▶ WHAT IS EXPECTED: From the line containing "filename vo_win/src/backend/api.rs" down to the line containing "pub type PreinitFn" in the records below, reproduce every line exactly, ends included, and omit all others.

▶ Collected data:

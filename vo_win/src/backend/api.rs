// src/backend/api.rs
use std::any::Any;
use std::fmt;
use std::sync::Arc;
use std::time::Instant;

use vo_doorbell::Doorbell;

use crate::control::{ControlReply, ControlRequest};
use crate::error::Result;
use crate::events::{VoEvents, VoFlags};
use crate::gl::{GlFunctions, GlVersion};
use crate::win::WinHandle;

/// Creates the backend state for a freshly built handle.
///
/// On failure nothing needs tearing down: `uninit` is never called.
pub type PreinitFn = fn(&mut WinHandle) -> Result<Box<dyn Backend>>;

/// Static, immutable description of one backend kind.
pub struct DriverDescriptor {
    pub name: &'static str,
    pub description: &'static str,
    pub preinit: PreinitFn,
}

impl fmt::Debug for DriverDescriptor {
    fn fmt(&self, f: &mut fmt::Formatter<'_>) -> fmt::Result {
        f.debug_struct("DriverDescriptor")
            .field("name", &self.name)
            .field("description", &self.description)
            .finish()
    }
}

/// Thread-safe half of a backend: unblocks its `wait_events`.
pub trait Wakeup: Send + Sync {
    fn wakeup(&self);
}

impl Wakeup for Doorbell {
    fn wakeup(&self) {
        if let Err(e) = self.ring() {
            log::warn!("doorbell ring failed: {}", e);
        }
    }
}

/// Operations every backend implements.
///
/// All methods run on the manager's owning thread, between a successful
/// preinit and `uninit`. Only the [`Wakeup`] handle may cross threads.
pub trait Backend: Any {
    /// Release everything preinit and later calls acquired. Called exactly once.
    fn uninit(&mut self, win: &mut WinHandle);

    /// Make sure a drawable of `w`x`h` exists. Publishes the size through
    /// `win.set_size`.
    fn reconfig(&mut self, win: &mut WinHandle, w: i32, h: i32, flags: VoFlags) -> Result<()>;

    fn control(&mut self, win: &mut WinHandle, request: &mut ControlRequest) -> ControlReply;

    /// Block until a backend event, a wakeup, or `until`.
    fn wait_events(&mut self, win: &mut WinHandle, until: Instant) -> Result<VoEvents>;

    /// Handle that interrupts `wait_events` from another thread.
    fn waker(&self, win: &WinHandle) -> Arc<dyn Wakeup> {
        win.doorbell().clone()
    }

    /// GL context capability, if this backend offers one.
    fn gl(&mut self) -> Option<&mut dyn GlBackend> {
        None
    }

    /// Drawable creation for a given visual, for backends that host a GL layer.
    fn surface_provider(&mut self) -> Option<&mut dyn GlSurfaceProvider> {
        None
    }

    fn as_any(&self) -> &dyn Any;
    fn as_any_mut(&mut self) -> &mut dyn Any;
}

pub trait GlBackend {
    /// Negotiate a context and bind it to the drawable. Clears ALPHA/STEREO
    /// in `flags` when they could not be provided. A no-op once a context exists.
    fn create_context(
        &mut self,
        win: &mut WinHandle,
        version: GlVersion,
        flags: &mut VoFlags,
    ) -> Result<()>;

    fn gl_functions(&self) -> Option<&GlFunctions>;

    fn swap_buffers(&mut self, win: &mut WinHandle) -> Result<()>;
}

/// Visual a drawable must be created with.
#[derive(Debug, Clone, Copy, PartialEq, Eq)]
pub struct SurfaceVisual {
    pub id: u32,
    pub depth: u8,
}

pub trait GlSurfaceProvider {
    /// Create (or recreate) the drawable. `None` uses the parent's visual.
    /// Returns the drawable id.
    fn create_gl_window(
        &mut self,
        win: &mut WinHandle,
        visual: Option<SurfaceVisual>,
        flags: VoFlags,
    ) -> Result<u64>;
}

---

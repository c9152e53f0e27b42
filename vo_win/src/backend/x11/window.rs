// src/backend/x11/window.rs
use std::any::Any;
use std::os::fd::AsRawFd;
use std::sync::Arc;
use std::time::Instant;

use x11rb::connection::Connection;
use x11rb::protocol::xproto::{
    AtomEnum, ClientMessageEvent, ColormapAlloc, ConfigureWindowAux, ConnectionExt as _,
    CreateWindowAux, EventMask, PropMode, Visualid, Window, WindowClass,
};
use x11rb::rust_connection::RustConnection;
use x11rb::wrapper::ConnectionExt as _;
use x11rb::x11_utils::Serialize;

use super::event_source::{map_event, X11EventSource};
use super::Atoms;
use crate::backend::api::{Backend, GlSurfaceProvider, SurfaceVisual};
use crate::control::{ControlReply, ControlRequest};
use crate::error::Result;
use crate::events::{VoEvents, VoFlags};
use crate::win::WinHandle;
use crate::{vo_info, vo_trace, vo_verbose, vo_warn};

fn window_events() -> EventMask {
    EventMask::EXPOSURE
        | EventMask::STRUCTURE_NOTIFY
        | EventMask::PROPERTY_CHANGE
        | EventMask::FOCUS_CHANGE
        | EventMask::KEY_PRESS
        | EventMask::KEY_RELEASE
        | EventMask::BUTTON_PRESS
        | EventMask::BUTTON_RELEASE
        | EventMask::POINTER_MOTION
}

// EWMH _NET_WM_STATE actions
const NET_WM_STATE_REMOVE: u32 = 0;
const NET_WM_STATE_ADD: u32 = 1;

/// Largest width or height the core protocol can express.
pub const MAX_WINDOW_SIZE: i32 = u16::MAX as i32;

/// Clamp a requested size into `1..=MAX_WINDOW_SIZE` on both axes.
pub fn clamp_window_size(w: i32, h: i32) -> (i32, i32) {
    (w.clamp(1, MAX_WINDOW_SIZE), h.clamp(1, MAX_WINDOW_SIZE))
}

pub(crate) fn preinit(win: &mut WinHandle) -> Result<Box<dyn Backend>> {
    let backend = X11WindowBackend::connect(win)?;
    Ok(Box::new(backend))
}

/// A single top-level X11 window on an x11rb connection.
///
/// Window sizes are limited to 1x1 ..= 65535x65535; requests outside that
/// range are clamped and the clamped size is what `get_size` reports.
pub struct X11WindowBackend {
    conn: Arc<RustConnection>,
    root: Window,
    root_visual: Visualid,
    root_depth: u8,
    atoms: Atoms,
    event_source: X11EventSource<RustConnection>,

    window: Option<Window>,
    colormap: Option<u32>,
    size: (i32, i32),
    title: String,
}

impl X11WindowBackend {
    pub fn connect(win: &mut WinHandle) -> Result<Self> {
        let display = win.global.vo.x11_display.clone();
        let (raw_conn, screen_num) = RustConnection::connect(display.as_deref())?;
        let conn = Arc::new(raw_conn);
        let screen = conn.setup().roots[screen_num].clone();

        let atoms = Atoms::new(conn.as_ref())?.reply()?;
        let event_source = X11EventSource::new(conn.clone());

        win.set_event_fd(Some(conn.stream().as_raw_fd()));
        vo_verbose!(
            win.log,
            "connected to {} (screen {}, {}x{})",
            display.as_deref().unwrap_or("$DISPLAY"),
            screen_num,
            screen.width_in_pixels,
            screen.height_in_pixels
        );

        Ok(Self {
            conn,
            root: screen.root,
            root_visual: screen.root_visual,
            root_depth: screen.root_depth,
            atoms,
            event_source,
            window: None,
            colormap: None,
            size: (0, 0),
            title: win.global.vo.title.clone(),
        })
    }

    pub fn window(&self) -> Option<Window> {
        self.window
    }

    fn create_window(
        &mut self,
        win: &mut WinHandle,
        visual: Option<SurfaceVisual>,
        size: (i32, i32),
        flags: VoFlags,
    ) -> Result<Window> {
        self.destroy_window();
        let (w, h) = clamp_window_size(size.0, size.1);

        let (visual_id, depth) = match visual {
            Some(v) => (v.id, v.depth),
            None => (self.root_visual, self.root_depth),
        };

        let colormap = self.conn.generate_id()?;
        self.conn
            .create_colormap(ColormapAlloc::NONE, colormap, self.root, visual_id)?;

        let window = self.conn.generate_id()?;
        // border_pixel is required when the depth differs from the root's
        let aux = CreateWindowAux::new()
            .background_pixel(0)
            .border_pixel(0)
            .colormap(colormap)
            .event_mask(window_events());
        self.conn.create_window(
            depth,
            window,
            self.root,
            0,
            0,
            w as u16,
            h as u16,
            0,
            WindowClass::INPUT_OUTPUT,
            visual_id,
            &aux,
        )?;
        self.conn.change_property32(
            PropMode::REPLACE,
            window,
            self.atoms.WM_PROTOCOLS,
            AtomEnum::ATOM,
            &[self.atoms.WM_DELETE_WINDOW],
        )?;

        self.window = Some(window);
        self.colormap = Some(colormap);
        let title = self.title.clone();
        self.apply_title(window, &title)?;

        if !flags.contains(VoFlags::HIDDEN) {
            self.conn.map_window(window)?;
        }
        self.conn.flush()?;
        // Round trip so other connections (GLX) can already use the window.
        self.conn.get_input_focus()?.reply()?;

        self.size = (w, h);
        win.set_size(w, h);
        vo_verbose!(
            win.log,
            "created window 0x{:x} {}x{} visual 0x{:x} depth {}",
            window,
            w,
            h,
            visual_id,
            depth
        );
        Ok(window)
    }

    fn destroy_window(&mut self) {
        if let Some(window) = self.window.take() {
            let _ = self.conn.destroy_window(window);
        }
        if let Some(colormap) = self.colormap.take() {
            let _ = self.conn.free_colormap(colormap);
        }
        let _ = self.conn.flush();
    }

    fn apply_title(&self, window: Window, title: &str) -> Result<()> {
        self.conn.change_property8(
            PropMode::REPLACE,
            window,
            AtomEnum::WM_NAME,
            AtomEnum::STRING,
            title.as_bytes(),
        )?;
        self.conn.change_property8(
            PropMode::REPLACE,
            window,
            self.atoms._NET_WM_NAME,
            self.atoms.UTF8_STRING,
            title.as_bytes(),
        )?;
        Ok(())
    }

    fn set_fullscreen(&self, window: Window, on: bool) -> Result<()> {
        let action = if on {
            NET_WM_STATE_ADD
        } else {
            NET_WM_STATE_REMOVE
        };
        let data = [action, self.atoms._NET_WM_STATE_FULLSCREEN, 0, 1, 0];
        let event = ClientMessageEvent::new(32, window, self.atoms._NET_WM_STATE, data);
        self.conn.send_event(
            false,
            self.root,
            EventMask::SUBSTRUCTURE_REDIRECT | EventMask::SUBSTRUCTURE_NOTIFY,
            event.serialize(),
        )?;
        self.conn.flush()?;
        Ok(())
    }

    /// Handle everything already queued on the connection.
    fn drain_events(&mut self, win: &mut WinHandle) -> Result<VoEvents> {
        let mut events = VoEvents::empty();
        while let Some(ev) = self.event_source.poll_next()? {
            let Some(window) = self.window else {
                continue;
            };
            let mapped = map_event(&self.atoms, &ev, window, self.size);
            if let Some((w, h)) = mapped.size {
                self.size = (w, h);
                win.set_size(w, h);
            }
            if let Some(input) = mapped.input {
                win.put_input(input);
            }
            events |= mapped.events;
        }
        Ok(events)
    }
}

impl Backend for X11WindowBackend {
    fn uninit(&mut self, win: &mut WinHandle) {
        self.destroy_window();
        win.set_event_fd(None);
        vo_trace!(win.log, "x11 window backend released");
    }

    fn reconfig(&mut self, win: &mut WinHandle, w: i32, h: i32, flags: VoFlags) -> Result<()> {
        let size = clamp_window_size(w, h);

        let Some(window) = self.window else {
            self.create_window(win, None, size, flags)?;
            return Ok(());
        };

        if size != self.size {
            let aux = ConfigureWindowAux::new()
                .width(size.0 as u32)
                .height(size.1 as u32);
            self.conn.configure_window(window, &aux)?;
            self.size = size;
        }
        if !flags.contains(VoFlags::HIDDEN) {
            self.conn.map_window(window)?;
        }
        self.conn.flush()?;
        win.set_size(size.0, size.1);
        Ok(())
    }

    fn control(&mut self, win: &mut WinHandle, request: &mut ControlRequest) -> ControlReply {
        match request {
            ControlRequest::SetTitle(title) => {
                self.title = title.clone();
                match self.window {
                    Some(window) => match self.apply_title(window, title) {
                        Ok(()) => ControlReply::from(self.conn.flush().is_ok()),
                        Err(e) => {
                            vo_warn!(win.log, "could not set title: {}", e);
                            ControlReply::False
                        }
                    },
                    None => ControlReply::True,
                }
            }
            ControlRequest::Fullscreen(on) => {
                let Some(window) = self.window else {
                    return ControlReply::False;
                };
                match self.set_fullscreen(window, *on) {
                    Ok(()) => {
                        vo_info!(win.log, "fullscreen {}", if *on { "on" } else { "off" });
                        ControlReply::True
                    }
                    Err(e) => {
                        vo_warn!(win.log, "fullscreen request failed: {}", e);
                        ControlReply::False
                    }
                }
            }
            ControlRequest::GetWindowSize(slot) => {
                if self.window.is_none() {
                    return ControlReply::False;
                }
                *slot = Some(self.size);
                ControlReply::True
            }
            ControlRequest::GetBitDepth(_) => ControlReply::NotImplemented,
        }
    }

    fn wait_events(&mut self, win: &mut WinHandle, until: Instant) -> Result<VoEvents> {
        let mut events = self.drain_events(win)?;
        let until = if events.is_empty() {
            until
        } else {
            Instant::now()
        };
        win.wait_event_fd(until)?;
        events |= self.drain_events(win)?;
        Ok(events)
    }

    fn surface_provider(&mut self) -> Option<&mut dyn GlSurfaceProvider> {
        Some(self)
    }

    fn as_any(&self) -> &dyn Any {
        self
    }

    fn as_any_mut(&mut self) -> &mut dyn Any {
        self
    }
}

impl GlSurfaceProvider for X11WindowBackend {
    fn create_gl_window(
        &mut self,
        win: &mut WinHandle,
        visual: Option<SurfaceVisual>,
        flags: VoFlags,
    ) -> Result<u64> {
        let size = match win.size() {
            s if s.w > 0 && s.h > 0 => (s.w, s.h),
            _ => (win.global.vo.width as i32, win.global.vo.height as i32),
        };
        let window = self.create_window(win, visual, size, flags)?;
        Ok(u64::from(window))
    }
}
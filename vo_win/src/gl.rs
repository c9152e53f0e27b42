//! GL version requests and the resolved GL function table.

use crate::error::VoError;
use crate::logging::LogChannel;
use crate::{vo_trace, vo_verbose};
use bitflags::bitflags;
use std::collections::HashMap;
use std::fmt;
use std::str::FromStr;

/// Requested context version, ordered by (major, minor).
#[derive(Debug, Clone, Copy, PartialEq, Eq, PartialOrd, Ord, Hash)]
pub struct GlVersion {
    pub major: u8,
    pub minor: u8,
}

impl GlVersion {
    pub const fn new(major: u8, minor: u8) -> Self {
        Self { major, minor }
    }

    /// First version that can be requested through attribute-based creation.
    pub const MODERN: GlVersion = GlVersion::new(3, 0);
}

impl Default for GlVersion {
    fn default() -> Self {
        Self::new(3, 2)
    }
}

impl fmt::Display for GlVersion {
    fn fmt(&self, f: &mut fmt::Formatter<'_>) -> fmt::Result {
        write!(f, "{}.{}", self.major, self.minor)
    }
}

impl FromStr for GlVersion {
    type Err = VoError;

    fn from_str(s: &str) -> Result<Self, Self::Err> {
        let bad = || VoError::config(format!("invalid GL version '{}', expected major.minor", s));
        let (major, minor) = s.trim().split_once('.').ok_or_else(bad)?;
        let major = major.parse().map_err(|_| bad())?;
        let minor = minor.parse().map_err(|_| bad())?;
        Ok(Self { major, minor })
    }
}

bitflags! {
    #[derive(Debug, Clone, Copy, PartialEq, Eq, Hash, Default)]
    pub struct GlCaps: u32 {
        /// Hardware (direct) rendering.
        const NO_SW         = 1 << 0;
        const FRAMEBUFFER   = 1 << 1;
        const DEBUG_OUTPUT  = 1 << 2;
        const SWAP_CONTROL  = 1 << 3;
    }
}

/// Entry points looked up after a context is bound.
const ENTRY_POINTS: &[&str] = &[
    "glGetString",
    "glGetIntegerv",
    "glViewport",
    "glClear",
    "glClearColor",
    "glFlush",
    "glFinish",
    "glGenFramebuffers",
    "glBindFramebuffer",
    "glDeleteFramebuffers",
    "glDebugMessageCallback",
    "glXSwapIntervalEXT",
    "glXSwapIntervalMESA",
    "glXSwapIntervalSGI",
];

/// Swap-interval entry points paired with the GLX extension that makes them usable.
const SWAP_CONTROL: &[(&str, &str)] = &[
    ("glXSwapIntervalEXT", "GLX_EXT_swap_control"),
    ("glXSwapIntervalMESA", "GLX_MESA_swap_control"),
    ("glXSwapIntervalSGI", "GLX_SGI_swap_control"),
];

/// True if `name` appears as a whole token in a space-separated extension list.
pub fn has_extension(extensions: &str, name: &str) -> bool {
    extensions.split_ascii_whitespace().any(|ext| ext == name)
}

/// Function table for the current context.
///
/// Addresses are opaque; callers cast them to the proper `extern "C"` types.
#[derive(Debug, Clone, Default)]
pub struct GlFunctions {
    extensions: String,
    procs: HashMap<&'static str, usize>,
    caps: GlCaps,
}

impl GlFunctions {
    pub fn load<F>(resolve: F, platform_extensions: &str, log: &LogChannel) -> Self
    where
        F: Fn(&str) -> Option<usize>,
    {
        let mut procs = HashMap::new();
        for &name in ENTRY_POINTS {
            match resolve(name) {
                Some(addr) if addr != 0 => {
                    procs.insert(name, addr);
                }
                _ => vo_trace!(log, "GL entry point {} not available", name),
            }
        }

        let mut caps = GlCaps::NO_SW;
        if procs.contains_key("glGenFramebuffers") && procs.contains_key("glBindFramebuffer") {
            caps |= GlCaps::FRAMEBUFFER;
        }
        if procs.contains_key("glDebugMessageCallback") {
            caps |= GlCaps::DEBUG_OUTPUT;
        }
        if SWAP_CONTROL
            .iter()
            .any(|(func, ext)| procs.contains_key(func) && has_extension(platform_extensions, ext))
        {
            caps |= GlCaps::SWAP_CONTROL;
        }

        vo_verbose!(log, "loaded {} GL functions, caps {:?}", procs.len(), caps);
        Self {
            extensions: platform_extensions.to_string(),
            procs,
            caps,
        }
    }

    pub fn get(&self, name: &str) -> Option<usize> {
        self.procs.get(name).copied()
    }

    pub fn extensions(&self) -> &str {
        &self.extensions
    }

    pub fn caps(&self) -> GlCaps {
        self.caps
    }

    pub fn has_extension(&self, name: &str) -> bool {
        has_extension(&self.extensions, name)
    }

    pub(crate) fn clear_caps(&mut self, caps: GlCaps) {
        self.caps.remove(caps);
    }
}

▶ REPLY TO THE EXERCISE:
filename vo_win/src/backend/api.rs
// src/backend/api.rs
use std::any::Any;
use std::fmt;
use std::sync::Arc;
use std::time::Instant;

use vo_doorbell::Doorbell;

use crate::control::{ControlReply, ControlRequest};
use crate::error::Result;
use crate::events::{VoEvents, VoFlags};
use crate::gl::{GlFunctions, GlVersion};
use crate::win::WinHandle;

/// Creates the backend state for a freshly built handle.
///
/// On failure nothing needs tearing down: `uninit` is never called.
pub type PreinitFn = fn(&mut WinHandle) -> Result<Box<dyn Backend>>;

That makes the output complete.